* INSTRUCTIONS TO FOLLOW *
Give back the line containing "pub mod orbit_control;" along with every line after it, exactly, until the entries end.

* DATASET EXTRACT *
[Start of section]
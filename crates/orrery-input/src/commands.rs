//! Fixed key bindings for the viewer.

use winit::keyboard::{KeyCode, PhysicalKey};

use crate::keyboard::KeyboardState;

/// Viewer-level actions bound to keys.
#[derive(Debug, Clone, Copy, PartialEq, Eq)]
pub enum Command {
    /// Stops or restarts the animation; rendering and camera control continue.
    TogglePause,
    /// Returns every body to its starting transform.
    Reset,
    /// Closes the window.
    Quit,
}

#[must_use]
pub fn command_for(key: PhysicalKey) -> Option<Command> {
    match key {
        PhysicalKey::Code(KeyCode::Space) => Some(Command::TogglePause),
        PhysicalKey::Code(KeyCode::KeyR) => Some(Command::Reset),
        PhysicalKey::Code(KeyCode::Escape) => Some(Command::Quit),
        _ => None,
    }
}

impl KeyboardState {
    /// Commands triggered by keys that went down this frame, in press order.
    pub fn commands(&self) -> impl Iterator<Item = Command> + '_ {
        self.pressed_this_frame().filter_map(command_for)
    }
}
//! Latitude/longitude sphere generation.

use std::f32::consts::{PI, TAU};

use glam::Vec3;

use crate::Mesh;

/// Generates a UV sphere of the given radius.
///
/// Rows run from the north pole (`+Y`) to the south pole; columns wrap once
/// around the `Y` axis with a duplicated seam column so the equirectangular
/// texture meets cleanly. Segment counts below 3 around or 2 across are
/// raised to those minimums.
pub fn generate_sphere(radius: f32, width_segments: u32, height_segments: u32) -> Mesh {
    let width = width_segments.max(3);
    let height = height_segments.max(2);
    let columns = width + 1;

    let vertex_count = (columns * (height + 1)) as usize;
    let mut positions = Vec::with_capacity(vertex_count);
    let mut normals = Vec::with_capacity(vertex_count);
    let mut uvs = Vec::with_capacity(vertex_count);

    for iy in 0..=height {
        let v = iy as f32 / height as f32;
        let (sin_phi, cos_phi) = (v * PI).sin_cos();
        for ix in 0..=width {
            let u = ix as f32 / width as f32;
            let (sin_theta, cos_theta) = (u * TAU).sin_cos();
            let normal = Vec3::new(-cos_theta * sin_phi, cos_phi, sin_theta * sin_phi);
            positions.push(normal * radius);
            normals.push(normal.normalize_or_zero());
            uvs.push([u, v]);
        }
    }

    // Poles collapse to a point, so the first and last rows only need one
    // triangle per quad.
    let mut indices = Vec::with_capacity((width * (height - 1) * 6) as usize);
    for iy in 0..height {
        for ix in 0..width {
            let a = iy * columns + ix + 1;
            let b = iy * columns + ix;
            let c = (iy + 1) * columns + ix;
            let d = (iy + 1) * columns + ix + 1;
            if iy != 0 {
                indices.extend_from_slice(&[a, b, d]);
            }
            if iy != height - 1 {
                indices.extend_from_slice(&[b, c, d]);
            }
        }
    }

    Mesh {
        positions,
        normals,
        uvs,
        indices,
    }
}
//! Keyboard and mouse state, key commands, and the orbiting camera control.

pub mod commands;
pub mod keyboard;
pub mod mouse;
pub mod orbit_control;

pub use commands::{Command, command_for};
pub use keyboard::{KeyboardState, RawKeyEvent};
pub use mouse::MouseState;
pub use orbit_control::{OrbitControl, OrbitLimits};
[End of section]
* REPLY TO THE EXERCISE *
pub mod orbit_control;

pub use commands::{Command, command_for};
pub use keyboard::{KeyboardState, RawKeyEvent};
pub use mouse::MouseState;
pub use orbit_control::{OrbitControl, OrbitLimits};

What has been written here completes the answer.